The statistically significant delayed P300 latencies in males in comparison to females in the study group could be also explained by the higher incidence of cranial nerve palsies in males [47]. This is further supported by the well-established observations of differences between males and females in the prevalence, age of symptom onset, and severity of psychiatric disorder symptoms [48]. According to Sánchez et al. [49], the use of sex steroids has been accepted as being important in the management of neuropsychiatric diseases. For example, according to a study by Braverman et al. [50], P300 latencies were longer among males between the ages of 30 and 49 who had lower testosterone levels (but not the amplitudes). Furthermore, the influence of synthetic sex hormones on females who used estradiol and progestin combined resulted in shorter P300 latencies as well as larger P300 amplitudes [51].

Therefore, the research on the relationship between gender and evoked potential results supported our findings. First, patients with PN have subtle cognitive impairment as revealed by delayed P300 latency. Second, there is a lack of consistency in the gender effects on P300 amplitudes, with around half of the research reporting higher P300 amplitudes in females while the other studies finding no gender effects. It is highly uncommon to find reports of higher P300 amplitudes in males [41, 48,49,50,51].

The study group was further divided into two subgroups depending on the underlying pathology of PN: the axonal and demyelinating subgroups.

The distinction between axonal and demyelinating pathology is often not clear [52] and this was consistent with that of our study according to P300. Typical electrophysiological signs of demyelinating PN include more reduced motor and sensory nerve conduction velocities, more increased distal motor latencies and prolonged F-wave-latencies.
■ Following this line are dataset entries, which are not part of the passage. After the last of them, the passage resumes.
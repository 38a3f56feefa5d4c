//! # Table Session Engine
//!
//! The handle every operation hangs off, plus the helpers they share.
//!
//! ## Operation Shape
//! ```text
//! ┌─────────────────────────────────────────────────────────────────────────┐
//! │  validate request (no I/O)                                              │
//! │         │                                                               │
//! │         ▼                                                               │
//! │  timeout(operation_timeout, async {                                     │
//! │      tx = db.begin_write()          ◄── SQLite write lock, waits up to  │
//! │      table = lock_table(tx, id)         busy_timeout                    │
//! │      check preconditions            ◄── nothing written yet             │
//! │      ledger / registry writes                                           │
//! │      recompute(tx, table)           ◄── accumulator, same transaction   │
//! │      tx.commit()                                                        │
//! │  })                                 ◄── expiry drops tx = ROLLBACK      │
//! │         │                                                               │
//! │         ▼                                                               │
//! │  publish(events)                    ◄── best effort, after commit       │
//! └─────────────────────────────────────────────────────────────────────────┘
//! ```
//!
//! ## Session Boundary
//! The ledger is filtered by the start of the current occupancy. The open
//! prefactura's `session_start` wins; when it is missing the table's own
//! `session_start` is used and a warning is logged. A table without either
//! has no session.

use std::future::Future;
use std::sync::Arc;

use chrono::{DateTime, Utc};
use sqlx::SqliteConnection;
use tracing::{debug, warn};
use uuid::Uuid;

use comanda_core::accumulator::accumulate;
use comanda_core::{
    Actor, Money, NotificationSink, PreBill, PreBillState, PriceCatalog, SessionKey,
    SessionTotals, Table, TableEvent, TableState,
};
use comanda_db::{Database, DbError};

use crate::config::EngineConfig;
use crate::error::{SessionError, SessionResult};

/// The table session engine.
///
/// Cheap to clone; clones share the pool, the sink and the catalog.
///
/// ## Usage
/// ```rust,ignore
/// let engine = TableSessionEngine::connect(
///     EngineConfig::from_env()?,
///     Arc::new(TracingSink),
///     Arc::new(catalog),
/// ).await?;
///
/// engine.open(&actor, &table_id).await?;
/// engine.add_order(&actor, &table_id, AddOrderRequest::new(lines)).await?;
/// let bill = engine.generate_prebill(&actor, &table_id).await?;
/// ```
#[derive(Clone)]
pub struct TableSessionEngine {
    pub(crate) db: Database,
    pub(crate) sink: Arc<dyn NotificationSink>,
    pub(crate) catalog: Arc<dyn PriceCatalog>,
    pub(crate) config: EngineConfig,
}

impl std::fmt::Debug for TableSessionEngine {
    fn fmt(&self, f: &mut std::fmt::Formatter<'_>) -> std::fmt::Result {
        f.debug_struct("TableSessionEngine")
            .field("db", &self.db)
            .field("config", &self.config)
            .finish_non_exhaustive()
    }
}

impl TableSessionEngine {
    /// Wraps an existing database handle.
    pub fn new(
        db: Database,
        sink: Arc<dyn NotificationSink>,
        catalog: Arc<dyn PriceCatalog>,
        config: EngineConfig,
    ) -> Self {
        TableSessionEngine {
            db,
            sink,
            catalog,
            config,
        }
    }

    /// Opens the database described by `config` and builds an engine on it.
    pub async fn connect(
        config: EngineConfig,
        sink: Arc<dyn NotificationSink>,
        catalog: Arc<dyn PriceCatalog>,
    ) -> SessionResult<Self> {
        let db = Database::new(config.db_config()).await?;
        Ok(Self::new(db, sink, catalog, config))
    }

    pub fn database(&self) -> &Database {
        &self.db
    }

    pub fn config(&self) -> &EngineConfig {
        &self.config
    }

    // =========================================================================
    // Execution
    // =========================================================================

    /// Runs one operation under the configured deadline.
    ///
    /// The future owns its transaction; when the deadline fires the future is
    /// dropped and the transaction rolls back with it.
    pub(crate) async fn run<T, F>(&self, operation: &'static str, fut: F) -> SessionResult<T>
    where
        F: Future<Output = SessionResult<T>>,
    {
        let deadline = self.config.operation_timeout;
        match tokio::time::timeout(deadline, fut).await {
            Ok(result) => result,
            Err(_) => {
                warn!(
                    operation,
                    timeout_ms = deadline.as_millis() as u64,
                    "Operation timed out, transaction rolled back"
                );
                Err(SessionError::TransactionFailed {
                    source: DbError::TransactionFailed(format!(
                        "{operation} timed out after {} ms",
                        deadline.as_millis()
                    )),
                })
            }
        }
    }

    /// Hands committed events to the sink. Failures are logged, never returned.
    pub(crate) fn publish(&self, events: Vec<TableEvent>) {
        for event in events {
            if let Err(e) = self.sink.emit(&event) {
                warn!(
                    event = event.kind(),
                    restaurant_id = %event.restaurant_id(),
                    error = %e,
                    "Notification delivery failed"
                );
            }
        }
    }

    /// Refuses actors that may not take money or close tables.
    pub(crate) fn authorize(&self, actor: &Actor, action: &'static str) -> SessionResult<()> {
        if actor.role.can_settle() {
            Ok(())
        } else {
            Err(SessionError::Forbidden {
                action,
                role: actor.role,
            })
        }
    }

    // =========================================================================
    // Locking
    // =========================================================================

    /// Locks a table of the actor's restaurant for the rest of the transaction.
    pub(crate) async fn lock_table(
        &self,
        conn: &mut SqliteConnection,
        actor: &Actor,
        table_id: &str,
    ) -> SessionResult<Table> {
        self.db
            .tables()
            .lock_and_get(conn, &actor.restaurant_id, table_id)
            .await?
            .ok_or_else(|| SessionError::table_not_found(table_id))
    }

    /// Locks two tables in ascending id order, returned as `(first, second)`.
    pub(crate) async fn lock_pair(
        &self,
        conn: &mut SqliteConnection,
        actor: &Actor,
        first_id: &str,
        second_id: &str,
    ) -> SessionResult<(Table, Table)> {
        if first_id <= second_id {
            let first = self.lock_table(conn, actor, first_id).await?;
            let second = self.lock_table(conn, actor, second_id).await?;
            Ok((first, second))
        } else {
            let second = self.lock_table(conn, actor, second_id).await?;
            let first = self.lock_table(conn, actor, first_id).await?;
            Ok((first, second))
        }
    }

    /// Locks many tables in ascending id order.
    pub(crate) async fn lock_all(
        &self,
        conn: &mut SqliteConnection,
        actor: &Actor,
        table_ids: &[String],
    ) -> SessionResult<Vec<Table>> {
        let mut ids: Vec<&String> = table_ids.iter().collect();
        ids.sort();

        let mut tables = Vec::with_capacity(ids.len());
        for id in ids {
            tables.push(self.lock_table(conn, actor, id).await?);
        }
        Ok(tables)
    }

    // =========================================================================
    // Session helpers
    // =========================================================================

    /// The session key of a table and its open prefactura, if any.
    pub(crate) async fn resolve_session(
        &self,
        conn: &mut SqliteConnection,
        table: &Table,
    ) -> SessionResult<(Option<SessionKey>, Option<PreBill>)> {
        if !table.state.has_session() {
            return Ok((None, None));
        }

        let prebill = self.db.prebills().find_open(conn, &table.id).await?;
        let key = match prebill.as_ref().and_then(|p| p.session_start) {
            Some(since) => Some(SessionKey {
                table_number: table.number,
                branch_id: table.branch_id.clone(),
                restaurant_id: table.restaurant_id.clone(),
                since,
            }),
            None => {
                let fallback = table.session_key();
                if fallback.is_some() {
                    warn!(
                        table_id = %table.id,
                        "No open prebill with a session start, using the table's own session_start"
                    );
                }
                fallback
            }
        };

        Ok((key, prebill))
    }

    /// Recomputes the authoritative total and stores it in the table's cache
    /// field. The caller writes the table back.
    pub(crate) async fn recompute(
        &self,
        conn: &mut SqliteConnection,
        table: &mut Table,
    ) -> SessionResult<SessionTotals> {
        let (key, _) = self.resolve_session(conn, table).await?;
        let Some(key) = key else {
            table.cached_running_total = Money::zero();
            return Ok(SessionTotals::empty());
        };

        let ledger = self.db.orders().query_orders_since(conn, &key).await?;
        let totals = accumulate(&table.id, Some(&key), &ledger)?;

        debug!(
            table_id = %table.id,
            cached = table.cached_running_total.cents(),
            total = totals.total.cents(),
            "Recomputed running total"
        );
        table.cached_running_total = totals.total;
        Ok(totals)
    }

    /// Starts a session on a locked free table and returns its prefactura id.
    ///
    /// A waiting prefactura (no session start yet) is adopted. One that
    /// already carries a start is left over from an interrupted session and
    /// gets closed with a zero total first.
    pub(crate) async fn open_locked(
        &self,
        conn: &mut SqliteConnection,
        table: &mut Table,
        now: DateTime<Utc>,
    ) -> SessionResult<String> {
        let prebills = self.db.prebills();

        let prebill_id = match prebills.find_open(conn, &table.id).await? {
            Some(waiting) if waiting.session_start.is_none() => {
                prebills.start_session(conn, &waiting.id, now).await?;
                waiting.id
            }
            Some(stale) => {
                warn!(
                    table_id = %table.id,
                    prebill_id = %stale.id,
                    "Closing stale open prebill before opening a new session"
                );
                prebills.close(conn, &stale.id, Money::zero(), now).await?;
                self.insert_prebill(conn, table, Some(now), now).await?
            }
            None => self.insert_prebill(conn, table, Some(now), now).await?,
        };

        table.open_session(now);
        Ok(prebill_id)
    }

    /// Inserts an open prefactura. `session_start` is `None` for one that
    /// waits for the next occupancy.
    pub(crate) async fn insert_prebill(
        &self,
        conn: &mut SqliteConnection,
        table: &Table,
        session_start: Option<DateTime<Utc>>,
        now: DateTime<Utc>,
    ) -> SessionResult<String> {
        let prebill = PreBill {
            id: Uuid::new_v4().to_string(),
            table_id: table.id.clone(),
            restaurant_id: table.restaurant_id.clone(),
            opening_order_ref: None,
            state: PreBillState::Open,
            session_start,
            closed_total: None,
            opened_at: now,
            closed_at: None,
        };
        self.db.prebills().insert(conn, &prebill).await?;
        Ok(prebill.id)
    }
}

/// Event for a table whose state moved from `previous`.
pub(crate) fn state_changed(table: &Table, previous: TableState) -> TableEvent {
    TableEvent::TableStateChanged {
        table_id: table.id.clone(),
        table_number: table.number,
        restaurant_id: table.restaurant_id.clone(),
        branch_id: table.branch_id.clone(),
        previous,
        state: table.state,
    }
}

// =============================================================================
// Test Fixtures
// =============================================================================


// =============================================================================
// Unit Tests
// =============================================================================
//! # Validation Module
//!
//! Boundary validation for engine requests.
//!
//! ## Validation Strategy
//! ```text
//! ┌─────────────────────────────────────────────────────────────────────────┐
//! │                      Validation Layers                                  │
//! │                                                                         │
//! │  Layer 1: Request structs (serde)                                      │
//! │  └── Shape and types                                                   │
//! │           │                                                             │
//! │           ▼                                                             │
//! │  Layer 2: THIS MODULE                                                  │
//! │  ├── Quantities, note lengths, id formats                              │
//! │  └── Group table sets (size, duplicates)                               │
//! │           │                                                             │
//! │           ▼                                                             │
//! │  Layer 3: Engine preconditions (inside the transaction)                │
//! │  └── Table states, membership, pending payments                        │
//! │           │                                                             │
//! │           ▼                                                             │
//! │  Layer 4: Database (SQLite)                                            │
//! │  └── NOT NULL, UNIQUE, FOREIGN KEY, CHECK                              │
//! └─────────────────────────────────────────────────────────────────────────┘
//! ```
//!
//! Everything here runs before a transaction is opened, so a rejected
//! request never touches the database.

use std::collections::HashSet;

use crate::error::ValidationError;
use crate::types::NewOrderLine;
use crate::{MAX_ITEM_QUANTITY, MAX_NOTES_LEN, MAX_ORDER_LINES, MIN_GROUP_TABLES};

/// Result type for validation operations.
pub type ValidationResult<T> = Result<T, ValidationError>;

// =============================================================================
// Numeric Validators
// =============================================================================

/// Validates a line quantity.
///
/// ## Rules
/// - Must be positive (> 0)
/// - Must not exceed MAX_ITEM_QUANTITY (999)
pub fn validate_quantity(qty: i64) -> ValidationResult<()> {
    if qty <= 0 {
        return Err(ValidationError::MustBePositive {
            field: "quantity".to_string(),
        });
    }

    if qty > MAX_ITEM_QUANTITY {
        return Err(ValidationError::OutOfRange {
            field: "quantity".to_string(),
            min: 1,
            max: MAX_ITEM_QUANTITY,
        });
    }

    Ok(())
}

/// Validates a catalog price in cents. Zero is allowed (complimentary items).
pub fn validate_price_cents(cents: i64) -> ValidationResult<()> {
    if cents < 0 {
        return Err(ValidationError::OutOfRange {
            field: "unit_price".to_string(),
            min: 0,
            max: i64::MAX,
        });
    }

    Ok(())
}

// =============================================================================
// String Validators
// =============================================================================

/// Validates free-text notes (kitchen notes, rejection reasons).
pub fn validate_notes(field: &str, notes: &str) -> ValidationResult<()> {
    if notes.chars().count() > MAX_NOTES_LEN {
        return Err(ValidationError::TooLong {
            field: field.to_string(),
            max: MAX_NOTES_LEN,
        });
    }
    Ok(())
}

/// Validates a UUID string format.
///
/// ## Example
/// ```rust
/// use comanda_core::validation::validate_uuid;
///
/// assert!(validate_uuid("table_id", "550e8400-e29b-41d4-a716-446655440000").is_ok());
/// assert!(validate_uuid("table_id", "not-a-uuid").is_err());
/// ```
pub fn validate_uuid(field: &str, id: &str) -> ValidationResult<()> {
    if id.trim().is_empty() {
        return Err(ValidationError::Required {
            field: field.to_string(),
        });
    }

    uuid::Uuid::parse_str(id).map_err(|_| ValidationError::InvalidFormat {
        field: field.to_string(),
        reason: "must be a valid UUID".to_string(),
    })?;

    Ok(())
}

/// Validates a payment method reference.
pub fn validate_payment_method(method_id: &str) -> ValidationResult<()> {
    if method_id.trim().is_empty() {
        return Err(ValidationError::Required {
            field: "payment_method_id".to_string(),
        });
    }
    Ok(())
}

// =============================================================================
// Collection Validators
// =============================================================================

/// Validates the lines of an AddOrder request.
///
/// ## Rules
/// - At least one line
/// - At most MAX_ORDER_LINES lines
/// - Every line has a product id, a valid quantity and bounded notes
pub fn validate_order_lines(lines: &[NewOrderLine]) -> ValidationResult<()> {
    if lines.is_empty() {
        return Err(ValidationError::Required {
            field: "lines".to_string(),
        });
    }

    if lines.len() > MAX_ORDER_LINES {
        return Err(ValidationError::OutOfRange {
            field: "lines".to_string(),
            min: 1,
            max: MAX_ORDER_LINES as i64,
        });
    }

    for line in lines {
        if line.product_id.trim().is_empty() {
            return Err(ValidationError::Required {
                field: "product_id".to_string(),
            });
        }
        validate_quantity(line.quantity)?;
        if let Some(notes) = &line.notes {
            validate_notes("notes", notes)?;
        }
    }

    Ok(())
}

/// Validates the table set of a group.
///
/// ## Rules
/// - At least MIN_GROUP_TABLES tables
/// - No table listed twice
pub fn validate_group_tables(table_ids: &[String]) -> ValidationResult<()> {
    if table_ids.len() < MIN_GROUP_TABLES {
        return Err(ValidationError::TooFew {
            field: "table_ids".to_string(),
            min: MIN_GROUP_TABLES,
        });
    }

    let mut seen = HashSet::with_capacity(table_ids.len());
    for id in table_ids {
        if id.trim().is_empty() {
            return Err(ValidationError::Required {
                field: "table_id".to_string(),
            });
        }
        if !seen.insert(id.as_str()) {
            return Err(ValidationError::Duplicate {
                field: "table_id".to_string(),
                value: id.clone(),
            });
        }
    }

    Ok(())
}

// =============================================================================
// Unit Tests
// =============================================================================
Characteristic signs of axonal PN consist of a reduction in the amplitudes of compound muscle action potentials and sensory nerve action potentials and only a slight decrease (or near-normal) of conduction velocity [53].

Demyelination typically occurs at numerous locations along a nerve, resulting in variations in the propagation of nerve action potentials, such as a conduction block or a reduced conduction velocity. Abnormal temporal dispersion, also known as slowed conduction velocity in a non-uniform pattern, results in abnormal dispersion of nerve action potential arrival times at the recording site. So, the presence of conduction block and abnormal temporal dispersion could therefore indicate demyelinating injury [54].

It's also crucial to remember that mild axonal damage could develop over time in a PN that is predominantly demyelinating. Although a mixed pattern is also possible, the majority of axonal polyneuropathies can be either motor or sensory dominant [55].

These indicators make the demyelinating pathology has some reduced P300 amplitude and delayed P300 latency [33] and this is consistent with our study although it is not significant. Also, due to the small number of cases in the demyelinating PN subgroup compared to the axonal PN subgroup, this may have led to the results not being significant.

Conclusions

Although patients with PN apparently have normal cognitive function, the results in this study revealed the possibility of subtle cognitive impairment. Cognitive functions are affected in both axonal PN and demyelinating PN, however there were no differences found between the two subgroups. AEPs, particularly P300 can be used easily for early detection of subclinical cognitive impairment before appearance of any neurological manifestations. P300 latencies are more important than amplitudes and may be used alone or in addition to amplitudes in cognitive function assessment.